The film’s Korean and Japanese title translates as “two women who wear the same underwear,” which may have been too gross for Western distributors but I tend to think the prosaic English title was chosen because the original was easy to misunderstand. Mother Soo-kyung (Yang) and daughter Yi-jung don’t share the same panties because they’re the same size or have similar tastes, but rather because the household is so chaotic that no one really cares whose underwear they’re wearing, as long as it’s in tact and relatively clean. What’s clear from the opening scene is that Soo-kyung, beyond wishing that her daughter, who is in her mid-20s, would just move out, has never wanted her around in the first place, because Soo-kyung has always done just what she wants to do and doesn’t care what Yi-jung thinks. Having always known this since she was a little girl, Yi-jung has developed a resentment toward her carelessly carefree mother that has curdled into pure hatred when circumstances align in the worst way, as when Soo-kyung, infuriated by something that happened off-screen, drives their little Kia straight into Yi-jung in the parking lot of a supermarket, not only sending her to the hospital but also to a lawyer’s office, where she files a lawsuit accusing her mother of reckless endangerment. Such a scenario would be enough for a rip-roaring comedy, but it’s only one episode among many that show how the only end to this relationship is either one woman killing the other or Yi-jung finally getting it together and moving out.

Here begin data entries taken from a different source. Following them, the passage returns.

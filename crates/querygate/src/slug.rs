//! URL slugs and unique-slug probing.

use crate::error::{GatewayError, Result};
use crate::query::{Comparison, Predicate, Query};
use crate::store::Repository;

/// Probing gives up after this many candidates.
pub const MAX_SLUG_ATTEMPTS: u32 = 100;

/// Lowercase alphanumerics separated by single dashes. Empty input becomes
/// `untitled`.
pub fn slugify(text: &str) -> String {
    let mut slug = String::with_capacity(text.len());
    let mut pending_dash = false;
    for c in text.chars() {
        if c.is_alphanumeric() {
            if pending_dash && !slug.is_empty() {
                slug.push('-');
            }
            pending_dash = false;
            slug.extend(c.to_lowercase());
        } else {
            pending_dash = true;
        }
    }
    if slug.is_empty() {
        "untitled".to_string()
    } else {
        slug
    }
}

/// First free value among `base`, `base-1`, `base-2`, ... in `entity.column`.
/// Trashed rows count as taken; `exclude` is the row being renamed.
pub fn unique_slug(
    repo: &dyn Repository,
    entity: &str,
    column: &str,
    base: &str,
    exclude: Option<u64>,
) -> Result<String> {
    for attempt in 0..MAX_SLUG_ATTEMPTS {
        let candidate = if attempt == 0 {
            base.to_string()
        } else {
            format!("{}-{}", base, attempt)
        };
        let mut query = Query::new(entity)
            .filter(Predicate::eq(column, candidate.as_str()))
            .with_trashed();
        if let Some(id) = exclude {
            query = query.filter(Predicate::compare("id", Comparison::Neq, id));
        }
        if !repo.exists(&query)? {
            return Ok(candidate);
        }
    }
    Err(GatewayError::Conflict(format!(
        "no free {} for '{}' after {} attempts",
        column, base, MAX_SLUG_ATTEMPTS
    )))
}

#[cfg(test)]
mod tests {
    use super::*;
    use crate::model::Attributes;
    use crate::store::memory::MemoryRepository;
    use crate::store::{Schema, TableSchema};
    use serde_json::json;

    fn repo_with(slugs: &[&str]) -> MemoryRepository {
        let repo = MemoryRepository::new(Schema::new().table("posts", TableSchema::new().soft_deletes()));
        for slug in slugs {
            let mut attrs = Attributes::new();
            attrs.insert("slug".into(), json!(slug));
            repo.create("posts", attrs).unwrap();
        }
        repo
    }

    #[test]
    fn slugify_normalizes() {
        assert_eq!(slugify("My Post"), "my-post");
        assert_eq!(slugify("  Hello, World!! "), "hello-world");
        assert_eq!(slugify("Rust 2024: what's new?"), "rust-2024-what-s-new");
        assert_eq!(slugify("!!!"), "untitled");
    }

    #[test]
    fn appends_numeric_suffixes() {
        let repo = repo_with(&["my-post", "my-post-1"]);
        assert_eq!(unique_slug(&repo, "posts", "slug", "my-post", None).unwrap(), "my-post-2");
        assert_eq!(unique_slug(&repo, "posts", "slug", "other", None).unwrap(), "other");
    }

    #[test]
    fn trashed_rows_still_hold_their_slug() {
        let repo = repo_with(&["my-post"]);
        repo.delete("posts", 1).unwrap();
        assert_eq!(unique_slug(&repo, "posts", "slug", "my-post", None).unwrap(), "my-post-1");
    }

    #[test]
    fn excluded_row_keeps_its_slug() {
        let repo = repo_with(&["my-post"]);
        assert_eq!(unique_slug(&repo, "posts", "slug", "my-post", Some(1)).unwrap(), "my-post");
    }

    #[test]
    fn gives_up_with_conflict() {
        let mut slugs = vec!["busy".to_string()];
        slugs.extend((1..MAX_SLUG_ATTEMPTS).map(|n| format!("busy-{}", n)));
        let refs: Vec<&str> = slugs.iter().map(String::as_str).collect();
        let repo = repo_with(&refs);
        let err = unique_slug(&repo, "posts", "slug", "busy", None).unwrap_err();
        assert_eq!(err.code(), "conflict");
    }
}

Though the theme is hardly original, Kim earns points for avoiding much of the sentimental undertow that usually pulls this sort of movie down. She doesn’t bother with a back story, so we never know who Yi-jung’s father is or why he isn’t in the picture. Though Soo-kyung has excellent reasons for demanding her daughter move out, her abject intolerance of Yi-jung’s presence will itself be intolerable to most viewers, and while Yi-jung may evince sympathy for having to put up with her mother’s emotional and physical violence, her glum attitude is just as off-putting. Kim doesn’t want us to like either woman; or, for that matter, anyone else in the movie, including Soo-kyung’s patronizing and conniving fiancee, Yi-jung’s slightly more ambitious but no less sourpuss work colleague with whom she attempts to strike up a friendship, and the unhappy married couple who regularly patronize Soo-kyung’s shabby cross between a tea room and herbal health supplement dispensary. And yet the length never becomes a slog because of Kim’s skill in making these stereotypes fresh and often funny—especially Soo-kyung’s penchant for fashions that are not only out of her age league, but look at least 20 years out of date, not to mention her hilarious attempts at self-improvement. Sometimes off-putting characters make for a very enlightening film experience. 

In Korean. Now playing in Tokyo at Theater Image Forum Aoyama (03-5766-0114).